_What you need to do_
Print each line exactly, beginning with the one where "pub fn cursor(&self, tick: u32)" appears and ending at the last line below.

_Exercise materials_
======

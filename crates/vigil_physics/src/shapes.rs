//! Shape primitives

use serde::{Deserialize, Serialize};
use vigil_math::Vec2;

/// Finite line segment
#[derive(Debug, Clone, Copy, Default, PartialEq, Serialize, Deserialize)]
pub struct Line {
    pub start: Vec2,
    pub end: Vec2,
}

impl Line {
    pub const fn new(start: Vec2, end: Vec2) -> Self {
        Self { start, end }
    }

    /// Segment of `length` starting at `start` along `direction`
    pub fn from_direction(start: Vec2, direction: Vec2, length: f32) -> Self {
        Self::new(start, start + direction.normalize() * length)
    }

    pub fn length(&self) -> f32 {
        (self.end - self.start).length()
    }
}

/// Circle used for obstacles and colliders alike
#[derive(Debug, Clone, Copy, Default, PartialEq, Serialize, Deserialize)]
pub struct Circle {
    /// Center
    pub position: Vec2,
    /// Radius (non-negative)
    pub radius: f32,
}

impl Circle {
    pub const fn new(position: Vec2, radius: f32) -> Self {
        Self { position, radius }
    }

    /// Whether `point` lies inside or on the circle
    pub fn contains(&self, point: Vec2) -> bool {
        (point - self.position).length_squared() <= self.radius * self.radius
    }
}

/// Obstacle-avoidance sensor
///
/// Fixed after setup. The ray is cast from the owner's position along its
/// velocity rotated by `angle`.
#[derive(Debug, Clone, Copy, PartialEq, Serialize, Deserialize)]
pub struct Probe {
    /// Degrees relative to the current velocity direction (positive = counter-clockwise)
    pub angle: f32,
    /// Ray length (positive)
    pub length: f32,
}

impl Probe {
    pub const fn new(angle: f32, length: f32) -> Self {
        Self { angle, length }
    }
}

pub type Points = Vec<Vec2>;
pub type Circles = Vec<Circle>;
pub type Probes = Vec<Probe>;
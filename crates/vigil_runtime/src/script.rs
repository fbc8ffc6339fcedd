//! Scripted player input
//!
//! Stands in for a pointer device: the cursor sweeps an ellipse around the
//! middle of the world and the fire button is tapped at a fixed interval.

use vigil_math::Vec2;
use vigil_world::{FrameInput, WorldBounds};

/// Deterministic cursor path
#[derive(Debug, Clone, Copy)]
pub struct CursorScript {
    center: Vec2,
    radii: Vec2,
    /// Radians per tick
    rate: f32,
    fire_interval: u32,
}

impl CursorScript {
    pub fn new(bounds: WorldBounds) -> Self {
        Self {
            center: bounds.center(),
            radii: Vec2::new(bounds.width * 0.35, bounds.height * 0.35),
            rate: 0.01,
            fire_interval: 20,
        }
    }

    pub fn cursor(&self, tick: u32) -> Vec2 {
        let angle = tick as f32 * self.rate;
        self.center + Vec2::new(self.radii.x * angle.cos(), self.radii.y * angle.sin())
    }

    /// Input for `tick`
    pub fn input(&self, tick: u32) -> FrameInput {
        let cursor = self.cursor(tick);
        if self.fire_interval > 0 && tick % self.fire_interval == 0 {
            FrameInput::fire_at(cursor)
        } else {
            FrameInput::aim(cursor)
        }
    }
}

======

_Answer for this exercise_
    pub fn cursor(&self, tick: u32) -> Vec2 {
        let angle = tick as f32 * self.rate;
        self.center + Vec2::new(self.radii.x * angle.cos(), self.radii.y * angle.sin())
    }

    /// Input for `tick`
    pub fn input(&self, tick: u32) -> FrameInput {
        let cursor = self.cursor(tick);
        if self.fire_interval > 0 && tick % self.fire_interval == 0 {
            FrameInput::fire_at(cursor)
        } else {
            FrameInput::aim(cursor)
        }
    }
}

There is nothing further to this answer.